Buddhism’s suffering included sadness of losing someone we lost and pain linked to inevitable sickness. We will all die, we will all get sick at some point. Nonetheless, nothings says that we must all be oppressed/exploited/living in scarcity. This is only the result of the way we are organizing societies. Therefore, political pain can be eradicated.

Also, about the climate catastrophe, I like to remind myself that scientists aren’t prophets. Even if we feel like we can predict how things will evolved, I don’t think it’s completely true. The butterfly effect could change everything. The spirit world could come change the rules of the game. And also, maybe, the numbers we are seeing and sharing everywhere are not well interpreted. Who knows? And in all case, only the present moment exist.

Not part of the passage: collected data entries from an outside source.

//! Path delay aggregation.
//!
//! A path is an ordered list of (module, port) vertices that may cross
//! several containers. Each container sums what it owns: algorithmic delay
//! of its modules, ingress buffering at external inputs and egress
//! buffering at external outputs. Vertices owned by other containers are
//! skipped.

use std::sync::Arc;
use std::sync::atomic::{AtomicU32, Ordering};

use crate::error::{CntrError, CntrResult};
use crate::graph::PortDirection;
use crate::ids::{ModuleId, PathId, PathSelector, PortId, PortKey};

/// Caller-owned accumulator a persisted path writes its delay into.
pub type DelaySink = Arc<AtomicU32>;

/// Where one path's delay comes from.
#[derive(Clone, Copy, Debug, Default, PartialEq, Eq)]
pub struct DelayBreakdown {
    /// Sum of module algorithmic delays.
    pub algo_us: u32,
    /// Sum of external input buffering delays.
    pub ext_in_us: u32,
    /// Sum of external output buffering delays.
    pub ext_out_us: u32,
}

impl DelayBreakdown {
    /// Total delay.
    pub fn total_us(&self) -> u32 {
        self.algo_us
            .saturating_add(self.ext_in_us)
            .saturating_add(self.ext_out_us)
    }
}

/// Read access to the delays a container knows about.
pub trait DelaySource {
    /// Direction of a port owned by this container, `None` if not owned.
    fn direction(&self, key: PortKey) -> Option<PortDirection>;

    /// Returns `true` for source and sink modules.
    fn is_source_or_sink(&self, module: ModuleId) -> bool;

    /// Algorithmic delay of a module between two of its ports.
    fn algorithmic_delay_us(
        &self,
        module: ModuleId,
        input: Option<PortId>,
        output: Option<PortId>,
    ) -> u32;

    /// Buffering delay if `key` is an external input.
    fn ext_input_delay_us(&self, key: PortKey) -> Option<u32>;

    /// Buffering delay if `key` is an external output.
    fn ext_output_delay_us(&self, key: PortKey) -> Option<u32>;
}

fn port_as(dir: PortDirection, want: PortDirection, port: PortId) -> Option<PortId> {
    (dir == want).then_some(port)
}

/// Computes the local share of a path's delay.
///
/// Algorithmic delay is queried at source and sink vertices, and when two
/// consecutive vertices sit on the same module (its input-to-output delay,
/// counted once per traversal).
pub fn compute(path: &[PortKey], source: &impl DelaySource) -> DelayBreakdown {
    let mut out = DelayBreakdown::default();
    let mut ext_ins = 0usize;
    let mut ext_outs = 0usize;
    let mut prev: Option<(PortKey, PortDirection)> = None;

    for &v in path {
        let Some(dir) = source.direction(v) else {
            prev = None;
            continue;
        };

        if let Some(d) = source.ext_input_delay_us(v) {
            out.ext_in_us = out.ext_in_us.saturating_add(d);
            ext_ins += 1;
        }
        if let Some(d) = source.ext_output_delay_us(v) {
            out.ext_out_us = out.ext_out_us.saturating_add(d);
            ext_outs += 1;
        }

        let algo = match prev {
            Some((p, pdir)) if p.module == v.module => Some(source.algorithmic_delay_us(
                v.module,
                port_as(pdir, PortDirection::Input, p.port),
                port_as(dir, PortDirection::Output, v.port),
            )),
            _ if source.is_source_or_sink(v.module) => Some(source.algorithmic_delay_us(
                v.module,
                port_as(dir, PortDirection::Input, v.port),
                port_as(dir, PortDirection::Output, v.port),
            )),
            _ => None,
        };
        if let Some(a) = algo {
            out.algo_us = out.algo_us.saturating_add(a);
        }
        prev = Some((v, dir));
    }

    if ext_ins > 1 || ext_outs > 1 {
        tracing::debug!(ext_ins, ext_outs, "path enters this container more than once");
    }
    out
}

/// Result of re-evaluating one persisted path.
#[derive(Clone, Copy, Debug, PartialEq, Eq)]
pub struct PathUpdate {
    /// Path id.
    pub id: PathId,
    /// New delay.
    pub delay_us: u32,
    /// Differs from the previous value.
    pub changed: bool,
}

#[derive(Debug)]
struct PersistedPath {
    id: PathId,
    vertices: Vec<PortKey>,
    sink: DelaySink,
    last_us: Option<u32>,
}

/// Paths persisted for re-evaluation.
#[derive(Debug, Default)]
pub struct PathDelayRegistry {
    paths: Vec<PersistedPath>,
}

impl PathDelayRegistry {
    /// Creates an empty registry.
    pub fn new() -> Self {
        Self::default()
    }

    /// Persists a path. Duplicate ids are rejected.
    pub fn configure(&mut self, id: PathId, vertices: Vec<PortKey>, sink: DelaySink) -> CntrResult<()> {
        if self.paths.iter().any(|p| p.id == id) {
            return Err(CntrError::bad_param(format!("path {id} already configured")));
        }
        self.paths.push(PersistedPath {
            id,
            vertices,
            sink,
            last_us: None,
        });
        Ok(())
    }

    /// Destroys one path or all. Returns how many were removed.
    ///
    /// Destroying an unknown single path fails with `BadParam`.
    pub fn destroy(&mut self, selector: PathSelector) -> CntrResult<usize> {
        let before = self.paths.len();
        self.paths.retain(|p| !selector.matches(p.id));
        let removed = before - self.paths.len();
        if removed == 0
            && let PathSelector::Path(id) = selector
        {
            return Err(CntrError::bad_param(format!("no path {id}")));
        }
        Ok(removed)
    }

    /// Recomputes selected paths and writes each into its sink.
    pub fn update(
        &mut self,
        selector: PathSelector,
        source: &impl DelaySource,
    ) -> Vec<PathUpdate> {
        let mut updates = Vec::new();
        for path in self.paths.iter_mut().filter(|p| selector.matches(p.id)) {
            let delay_us = compute(&path.vertices, source).total_us();
            let changed = path.last_us != Some(delay_us);
            path.last_us = Some(delay_us);
            path.sink.store(delay_us, Ordering::Release);
            updates.push(PathUpdate {
                id: path.id,
                delay_us,
                changed,
            });
        }
        updates
    }

    /// Number of persisted paths.
    pub fn len(&self) -> usize {
        self.paths.len()
    }

    /// Returns `true` if nothing is persisted.
    pub fn is_empty(&self) -> bool {
        self.paths.is_empty()
    }

    /// Persisted path ids in configuration order.
    pub fn ids(&self) -> impl Iterator<Item = PathId> + '_ {
        self.paths.iter().map(|p| p.id)
    }
}
//! Commands a container accepts, and their acknowledgments.
//!
//! Orchestrator commands travel in an [`Envelope`] with a reply channel
//! and are answered with exactly one [`CmdAck`]. Peer messages between
//! containers use the same queue without a reply.

use core::fmt;

use crossbeam_channel::{Receiver, Sender};

use crate::duty_cycle::{DcmRequest, IslandAck};
use crate::error::CntrResult;
use crate::events::ClientAddress;
use crate::graph::ModuleSpec;
use crate::icb::IcbInfo;
use crate::ids::{PathId, PathSelector, PortKey, SubgraphId};
use crate::media::{FrameLength, MediaFormat, Scenario};
use crate::params::Framing;
use crate::path_delay::{DelayBreakdown, DelaySink};
use crate::ports::{PeerLink, PortEndpoint};
use crate::propagation::PortProperty;
use crate::state::SubgraphOp;

/// A subgraph declared in a graph-open request.
#[derive(Clone, Copy, Debug, PartialEq, Eq)]
pub struct SubgraphDecl {
    /// Subgraph id.
    pub id: SubgraphId,
    /// Scenario tag.
    pub scenario: Scenario,
}

/// An external input declared in a graph-open request.
#[derive(Clone, Copy, Debug, PartialEq, Eq)]
pub struct ExternalInputDecl {
    /// Port.
    pub key: PortKey,
    /// Media format known up front, if any.
    pub media: Option<MediaFormat>,
}

/// Everything created by one graph open.
#[derive(Default)]
pub struct GraphOpenRequest {
    /// Subgraphs.
    pub subgraphs: Vec<SubgraphDecl>,
    /// Modules.
    pub modules: Vec<ModuleSpec>,
    /// Internal links, output to input.
    pub links: Vec<(PortKey, PortKey)>,
    /// Inputs fed by other containers.
    pub external_inputs: Vec<ExternalInputDecl>,
    /// Outputs feeding other containers.
    pub external_outputs: Vec<PortKey>,
    /// Control ports linked to other containers.
    pub external_controls: Vec<PortKey>,
}

impl fmt::Debug for GraphOpenRequest {
    fn fmt(&self, f: &mut fmt::Formatter<'_>) -> fmt::Result {
        f.debug_struct("GraphOpenRequest")
            .field("subgraphs", &self.subgraphs)
            .field(
                "modules",
                &self.modules.iter().map(|m| m.id).collect::<Vec<_>>(),
            )
            .field("links", &self.links)
            .field("external_inputs", &self.external_inputs)
            .field("external_outputs", &self.external_outputs)
            .field("external_controls", &self.external_controls)
            .finish()
    }
}

/// Path-delay operations.
#[derive(Debug)]
pub enum PathDelayOp {
    /// Compute once; nothing is kept.
    Query {
        /// Vertices in path order.
        path: Vec<PortKey>,
    },
    /// Persist a path and write its delay into `sink` now and on changes.
    Configure {
        /// Path id (never 0).
        id: PathId,
        /// Vertices in path order.
        path: Vec<PortKey>,
        /// Caller-owned accumulator.
        sink: DelaySink,
    },
    /// Recompute persisted paths.
    Update(PathSelector),
    /// Forget persisted paths.
    Destroy(PathSelector),
}

/// A message on a container's command queue.
#[derive(Debug)]
pub enum Command {
    /// Create subgraphs, modules and ports.
    GraphOpen(GraphOpenRequest),
    /// Set peer handles of external ports.
    GraphConnect(Vec<PeerLink>),
    /// Clear peer handles of external ports.
    GraphDisconnect(Vec<PortKey>),
    /// Lifecycle operation on subgraphs and connected ports.
    GraphMgmt {
        /// Operation.
        op: SubgraphOp,
        /// Subgraphs operated on.
        subgraphs: Vec<SubgraphId>,
        /// External ports whose peer is operated on too.
        ports: Vec<PortKey>,
    },
    /// Packed set-configuration.
    SetCfg {
        /// Record framing.
        framing: Framing,
        /// Packed records.
        payload: Vec<u8>,
    },
    /// Packed get-configuration; records carry the capacity to fill.
    GetCfg {
        /// Record framing.
        framing: Framing,
        /// Packed records.
        payload: Vec<u8>,
    },
    /// Per-instance records sent one fragment at a time.
    SetCfgFragmented(Vec<Vec<u8>>),
    /// Packed event (de)registrations for one client.
    RegisterEvents {
        /// Reply address of the client.
        client: ClientAddress,
        /// Packed registrations.
        payload: Vec<u8>,
    },
    /// Path-delay configure/query/update/destroy.
    PathDelay(PathDelayOp),
    /// Request from the duty-cycling manager.
    DutyCycle(DcmRequest),
    /// Peer: properties for one of our ports.
    PortProperty {
        /// Receiving port.
        port: PortKey,
        /// At most two properties.
        properties: Vec<PortProperty>,
    },
    /// Peer: buffering info from the downstream input.
    IcbInfo {
        /// Receiving external output.
        port: PortKey,
        /// Report.
        info: IcbInfo,
    },
    /// Peer: the upstream output saw our stop and stopped sending.
    UpstreamStopped {
        /// Receiving external input.
        port: PortKey,
    },
    /// Peer: media format on the control path.
    MediaFormat {
        /// Receiving external input.
        port: PortKey,
        /// Format.
        format: MediaFormat,
        /// Upstream frame length.
        frame: FrameLength,
    },
    /// Tear the container down and end its thread.
    Destroy,
    /// Anything else; always unsupported.
    Custom {
        /// Raw opcode.
        opcode: u32,
    },
}

/// Opcode of a command, for acknowledgments and logs.
#[derive(Clone, Copy, Debug, PartialEq, Eq, Hash)]
pub enum Opcode {
    /// [`Command::GraphOpen`].
    GraphOpen,
    /// [`Command::GraphConnect`].
    GraphConnect,
    /// [`Command::GraphDisconnect`].
    GraphDisconnect,
    /// [`Command::GraphMgmt`].
    GraphMgmt(SubgraphOp),
    /// [`Command::SetCfg`].
    SetCfg,
    /// [`Command::GetCfg`].
    GetCfg,
    /// [`Command::SetCfgFragmented`].
    SetCfgFragmented,
    /// [`Command::RegisterEvents`].
    RegisterEvents,
    /// [`Command::PathDelay`].
    PathDelay,
    /// [`Command::DutyCycle`].
    DutyCycle,
    /// [`Command::PortProperty`].
    PortProperty,
    /// [`Command::IcbInfo`].
    IcbInfo,
    /// [`Command::UpstreamStopped`].
    UpstreamStopped,
    /// [`Command::MediaFormat`].
    MediaFormat,
    /// [`Command::Destroy`].
    Destroy,
    /// [`Command::Custom`].
    Custom(u32),
}

impl fmt::Display for Opcode {
    fn fmt(&self, f: &mut fmt::Formatter<'_>) -> fmt::Result {
        match self {
            Self::GraphOpen => f.write_str("graph_open"),
            Self::GraphConnect => f.write_str("graph_connect"),
            Self::GraphDisconnect => f.write_str("graph_disconnect"),
            Self::GraphMgmt(op) => write!(f, "graph_{op}"),
            Self::SetCfg => f.write_str("set_cfg"),
            Self::GetCfg => f.write_str("get_cfg"),
            Self::SetCfgFragmented => f.write_str("set_cfg_fragmented"),
            Self::RegisterEvents => f.write_str("register_events"),
            Self::PathDelay => f.write_str("path_delay"),
            Self::DutyCycle => f.write_str("duty_cycle"),
            Self::PortProperty => f.write_str("peer_port_property"),
            Self::IcbInfo => f.write_str("icb_info"),
            Self::UpstreamStopped => f.write_str("upstream_stopped"),
            Self::MediaFormat => f.write_str("media_format"),
            Self::Destroy => f.write_str("destroy"),
            Self::Custom(raw) => write!(f, "custom(0x{raw:08X})"),
        }
    }
}

impl Command {
    /// Opcode of this command.
    pub fn opcode(&self) -> Opcode {
        match self {
            Self::GraphOpen(_) => Opcode::GraphOpen,
            Self::GraphConnect(_) => Opcode::GraphConnect,
            Self::GraphDisconnect(_) => Opcode::GraphDisconnect,
            Self::GraphMgmt { op, .. } => Opcode::GraphMgmt(*op),
            Self::SetCfg { .. } => Opcode::SetCfg,
            Self::GetCfg { .. } => Opcode::GetCfg,
            Self::SetCfgFragmented(_) => Opcode::SetCfgFragmented,
            Self::RegisterEvents { .. } => Opcode::RegisterEvents,
            Self::PathDelay(_) => Opcode::PathDelay,
            Self::DutyCycle(_) => Opcode::DutyCycle,
            Self::PortProperty { .. } => Opcode::PortProperty,
            Self::IcbInfo { .. } => Opcode::IcbInfo,
            Self::UpstreamStopped { .. } => Opcode::UpstreamStopped,
            Self::MediaFormat { .. } => Opcode::MediaFormat,
            Self::Destroy => Opcode::Destroy,
            Self::Custom { opcode } => Opcode::Custom(*opcode),
        }
    }
}

/// What an acknowledgment carries besides its result.
#[derive(Debug, Default)]
pub enum AckPayload {
    /// Nothing.
    #[default]
    None,
    /// Ports created by graph open.
    Endpoints(Vec<PortEndpoint>),
    /// Packed records answering a get-configuration.
    Params(Vec<u8>),
    /// Answer to a one-time path-delay query.
    PathDelay(DelayBreakdown),
    /// Answer to a duty-cycle request.
    Island(IslandAck),
}

/// Acknowledgment of one orchestrator command.
#[derive(Debug)]
pub struct CmdAck {
    /// Acknowledged opcode.
    pub opcode: Opcode,
    /// Outcome.
    pub result: CntrResult<()>,
    /// Extra data.
    pub payload: AckPayload,
}

/// A command plus where to answer it.
#[derive(Debug)]
pub struct Envelope {
    /// The command.
    pub command: Command,
    /// Reply channel; `None` for peer messages.
    pub reply: Option<Sender<CmdAck>>,
}

impl Envelope {
    /// A message that expects no acknowledgment.
    pub fn new(command: Command) -> Self {
        Self {
            command,
            reply: None,
        }
    }

    /// A command plus the receiver its acknowledgment arrives on.
    pub fn with_reply(command: Command) -> (Self, Receiver<CmdAck>) {
        let (tx, rx) = crossbeam_channel::bounded(1);
        (
            Self {
                command,
                reply: Some(tx),
            },
            rx,
        )
    }
}
//! Clock, bandwidth, latency and island votes.
//!
//! A container votes for the aggregate load of its running modules. Votes
//! go through a [`VoteCache`]: a vote equal to the last one placed is
//! suppressed unless forced, and a release is skipped if nothing was ever
//! voted.

use std::sync::Arc;

use parking_lot::Mutex;

use crate::error::CntrResult;
use crate::graph::ModuleResources;

/// Scale factor 1.0 in Q4.
pub const UNITY_Q4: u32 = 16;

/// Clock cycles per packet, times two.
const CYCLES_PER_PACKET_X2: u64 = 7;

/// Clock floor for a scaled load; 0 at unity scale.
pub fn floor_clock_hz(kpps: u32, scale_q4: u32) -> u64 {
    if scale_q4 == UNITY_Q4 {
        return 0;
    }
    (u64::from(kpps) * u64::from(scale_q4) * CYCLES_PER_PACKET_X2 * 1000) >> 5
}

/// Registration mode with the power manager.
#[derive(Clone, Copy, Debug, PartialEq, Eq, Hash)]
pub enum PmMode {
    /// Regular voting client.
    Default,
    /// Client that takes part in island duty cycling.
    IslandDutyCycle,
}

/// A resource request.
#[derive(Clone, Copy, Debug, PartialEq, Eq)]
pub enum PowerRequest {
    /// Processing plus bandwidth.
    MipsBandwidth {
        /// Aggregate load.
        kpps: u32,
        /// Minimum clock (0 for none).
        floor_clock_hz: u64,
        /// Bandwidth in bytes per second.
        bw_bytes_per_sec: u32,
    },
    /// Bandwidth only.
    Bandwidth {
        /// Bandwidth in bytes per second.
        bw_bytes_per_sec: u32,
    },
    /// Maximum tolerated wake-up latency.
    SleepLatency {
        /// Latency in microseconds.
        us: u32,
    },
    /// Whether island entry is acceptable.
    IslandVote {
        /// Entry allowed.
        allow: bool,
    },
}

/// A resource that can be released.
#[derive(Clone, Copy, Debug, PartialEq, Eq, Hash)]
pub enum PowerResource {
    /// Processing plus bandwidth.
    MipsBandwidth,
    /// Bandwidth only.
    Bandwidth,
    /// Sleep latency.
    SleepLatency,
    /// Island vote.
    IslandVote,
}

/// External power manager.
pub trait PowerManager: Send {
    /// Registers a client.
    fn register(&mut self, client: &str, mode: PmMode) -> CntrResult<()>;
    /// Deregisters the client.
    fn deregister(&mut self) -> CntrResult<()>;
    /// Places or changes a vote.
    fn request(&mut self, request: PowerRequest, blocking: bool) -> CntrResult<()>;
    /// Withdraws a vote.
    fn release(&mut self, resource: PowerResource, blocking: bool) -> CntrResult<()>;
}

/// Power manager that only logs.
#[derive(Debug, Default, Clone, Copy)]
pub struct TracingPowerManager;

impl PowerManager for TracingPowerManager {
    fn register(&mut self, client: &str, mode: PmMode) -> CntrResult<()> {
        tracing::debug!(client, ?mode, "pm register");
        Ok(())
    }

    fn deregister(&mut self) -> CntrResult<()> {
        tracing::debug!("pm deregister");
        Ok(())
    }

    fn request(&mut self, request: PowerRequest, blocking: bool) -> CntrResult<()> {
        tracing::debug!(?request, blocking, "pm request");
        Ok(())
    }

    fn release(&mut self, resource: PowerResource, blocking: bool) -> CntrResult<()> {
        tracing::debug!(?resource, blocking, "pm release");
        Ok(())
    }
}

/// One call observed by a [`RecordingPowerManager`].
#[derive(Clone, Debug, PartialEq, Eq)]
pub enum PowerCall {
    /// `register`.
    Register(String, PmMode),
    /// `deregister`.
    Deregister,
    /// `request`.
    Request(PowerRequest, bool),
    /// `release`.
    Release(PowerResource, bool),
}

/// Power manager that records every call; clones share the log.
#[derive(Debug, Default, Clone)]
pub struct RecordingPowerManager {
    calls: Arc<Mutex<Vec<PowerCall>>>,
}

impl RecordingPowerManager {
    /// Creates an empty recorder.
    pub fn new() -> Self {
        Self::default()
    }

    /// Snapshot of the calls so far.
    pub fn calls(&self) -> Vec<PowerCall> {
        self.calls.lock().clone()
    }

    /// Number of `request` calls so far.
    pub fn request_count(&self) -> usize {
        self.calls
            .lock()
            .iter()
            .filter(|c| matches!(c, PowerCall::Request(..)))
            .count()
    }
}

impl PowerManager for RecordingPowerManager {
    fn register(&mut self, client: &str, mode: PmMode) -> CntrResult<()> {
        self.calls
            .lock()
            .push(PowerCall::Register(client.to_owned(), mode));
        Ok(())
    }

    fn deregister(&mut self) -> CntrResult<()> {
        self.calls.lock().push(PowerCall::Deregister);
        Ok(())
    }

    fn request(&mut self, request: PowerRequest, blocking: bool) -> CntrResult<()> {
        self.calls.lock().push(PowerCall::Request(request, blocking));
        Ok(())
    }

    fn release(&mut self, resource: PowerResource, blocking: bool) -> CntrResult<()> {
        self.calls.lock().push(PowerCall::Release(resource, blocking));
        Ok(())
    }
}

/// Latency vote tunables.
#[derive(Clone, Copy, Debug, PartialEq, Eq)]
pub struct VotePolicy {
    /// Lowest latency ever voted.
    pub latency_floor_us: u32,
    /// Latency as a percentage of processing duration, real time.
    pub rt_latency_pct: u32,
    /// Latency as a percentage of processing duration, non real time.
    pub nrt_latency_pct: u32,
}

impl Default for VotePolicy {
    fn default() -> Self {
        Self {
            latency_floor_us: 40,
            rt_latency_pct: 3,
            nrt_latency_pct: 70,
        }
    }
}

impl VotePolicy {
    /// Latency to vote for a processing duration.
    pub fn latency_us(&self, proc_duration_us: u32, real_time: bool) -> u32 {
        let pct = if real_time {
            self.rt_latency_pct
        } else {
            self.nrt_latency_pct
        };
        let us = (u64::from(proc_duration_us) * u64::from(pct) / 100) as u32;
        us.max(self.latency_floor_us)
    }
}

/// A placed clock/bandwidth vote.
#[derive(Clone, Copy, Debug, PartialEq, Eq)]
pub struct ClockVote {
    /// Load.
    pub kpps: u32,
    /// Bandwidth.
    pub bw_bytes_per_sec: u32,
    /// Clock floor.
    pub floor_clock_hz: u64,
}

/// Last votes placed; `None` means never voted (or released).
#[derive(Clone, Copy, Debug, Default, PartialEq, Eq)]
pub struct VoteCache {
    /// Clock and bandwidth.
    pub clock: Option<ClockVote>,
    /// Sleep latency.
    pub latency_us: Option<u32>,
    /// Island vote.
    pub island: Option<bool>,
}

/// What a vote call did.
#[derive(Clone, Copy, Debug, PartialEq, Eq)]
pub enum VoteOutcome {
    /// Equal to the cached vote; nothing sent.
    Suppressed,
    /// A request went out.
    Requested {
        /// Sent as a blocking request.
        blocking: bool,
    },
    /// A release went out.
    Released,
    /// Release requested but nothing was ever voted.
    Skipped,
}

/// Places votes through a [`PowerManager`] with suppression.
pub struct PowerVoter {
    pm: Box<dyn PowerManager>,
    cache: VoteCache,
    policy: VotePolicy,
    registered: Option<PmMode>,
}

impl core::fmt::Debug for PowerVoter {
    fn fmt(&self, f: &mut core::fmt::Formatter<'_>) -> core::fmt::Result {
        f.debug_struct("PowerVoter")
            .field("cache", &self.cache)
            .field("policy", &self.policy)
            .field("registered", &self.registered)
            .finish_non_exhaustive()
    }
}

impl PowerVoter {
    /// Creates a voter over `pm`.
    pub fn new(pm: Box<dyn PowerManager>, policy: VotePolicy) -> Self {
        Self {
            pm,
            cache: VoteCache::default(),
            policy,
            registered: None,
        }
    }

    /// Cached votes.
    pub fn cache(&self) -> &VoteCache {
        &self.cache
    }

    /// Registration mode, if registered.
    pub fn registered(&self) -> Option<PmMode> {
        self.registered
    }

    /// Registers in `mode`, re-registering if registered differently.
    pub fn register(&mut self, client: &str, mode: PmMode) -> CntrResult<()> {
        match self.registered {
            Some(current) if current == mode => return Ok(()),
            Some(_) => self.deregister()?,
            None => {}
        }
        self.pm.register(client, mode)?;
        self.registered = Some(mode);
        Ok(())
    }

    /// Releases everything voted and deregisters.
    pub fn deregister(&mut self) -> CntrResult<()> {
        if self.registered.is_none() {
            return Ok(());
        }
        self.release_all()?;
        self.pm.deregister()?;
        self.registered = None;
        Ok(())
    }

    /// Votes for clock and bandwidth.
    ///
    /// Increasing votes block unless issued while handling an orchestrator
    /// command; decreasing votes and releases never block.
    pub fn vote_clock(
        &mut self,
        load: ModuleResources,
        scale_q4: u32,
        force: bool,
        in_command: bool,
    ) -> CntrResult<VoteOutcome> {
        if load.kpps == 0 && load.bw_bytes_per_sec == 0 {
            if self.cache.clock.is_none() {
                return Ok(VoteOutcome::Skipped);
            }
            self.pm.release(PowerResource::MipsBandwidth, false)?;
            self.cache.clock = None;
            return Ok(VoteOutcome::Released);
        }
        let vote = ClockVote {
            kpps: load.kpps,
            bw_bytes_per_sec: load.bw_bytes_per_sec,
            floor_clock_hz: floor_clock_hz(load.kpps, scale_q4),
        };
        if self.cache.clock == Some(vote) && !force {
            return Ok(VoteOutcome::Suppressed);
        }
        let increasing = self.cache.clock.is_none_or(|c| {
            vote.kpps > c.kpps || vote.bw_bytes_per_sec > c.bw_bytes_per_sec
        });
        let blocking = increasing && !in_command;
        self.pm.request(
            PowerRequest::MipsBandwidth {
                kpps: vote.kpps,
                floor_clock_hz: vote.floor_clock_hz,
                bw_bytes_per_sec: vote.bw_bytes_per_sec,
            },
            blocking,
        )?;
        self.cache.clock = Some(vote);
        Ok(VoteOutcome::Requested { blocking })
    }

    /// Votes sleep latency for a processing duration.
    pub fn vote_latency(
        &mut self,
        proc_duration_us: u32,
        real_time: bool,
        force: bool,
    ) -> CntrResult<VoteOutcome> {
        let us = self.policy.latency_us(proc_duration_us, real_time);
        if self.cache.latency_us == Some(us) && !force {
            return Ok(VoteOutcome::Suppressed);
        }
        self.pm.request(PowerRequest::SleepLatency { us }, false)?;
        self.cache.latency_us = Some(us);
        Ok(VoteOutcome::Requested { blocking: false })
    }

    /// Votes whether island entry is acceptable.
    pub fn vote_island(&mut self, allow: bool, force: bool) -> CntrResult<VoteOutcome> {
        if self.cache.island == Some(allow) && !force {
            return Ok(VoteOutcome::Suppressed);
        }
        self.pm.request(PowerRequest::IslandVote { allow }, false)?;
        self.cache.island = Some(allow);
        Ok(VoteOutcome::Requested { blocking: false })
    }

    /// Withdraws the latency vote.
    pub fn release_latency(&mut self) -> CntrResult<VoteOutcome> {
        if self.cache.latency_us.is_none() {
            return Ok(VoteOutcome::Skipped);
        }
        self.pm.release(PowerResource::SleepLatency, false)?;
        self.cache.latency_us = None;
        Ok(VoteOutcome::Released)
    }

    /// Withdraws the clock vote only.
    pub fn release_clock(&mut self) -> CntrResult<VoteOutcome> {
        self.vote_clock(ModuleResources::default(), UNITY_Q4, false, false)
    }

    /// Withdraws every vote placed.
    pub fn release_all(&mut self) -> CntrResult<()> {
        self.release_clock()?;
        self.release_latency()?;
        if self.cache.island.take().is_some() {
            self.pm.release(PowerResource::IslandVote, false)?;
        }
        Ok(())
    }
}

But still, it would be very unprobable that the whole species disappear. And the ‘‘fall of civilization’’ might sounds like dramatic or at least rhymes with ‘‘harsh conditions to existence’’ but when you think about it, the amount of “harsh conditions” many humans already live for the profit of some lucky fews is not this much better.

Also, we can say that we were lucky as a species to have been granted such great environmental conditions to thrive in a very long time (think about those dinosaurs and their meteorit). It’s a shame we somewhat have ruined it, but it’s possible to still experience gratitude. Afterall, everything is impermanent.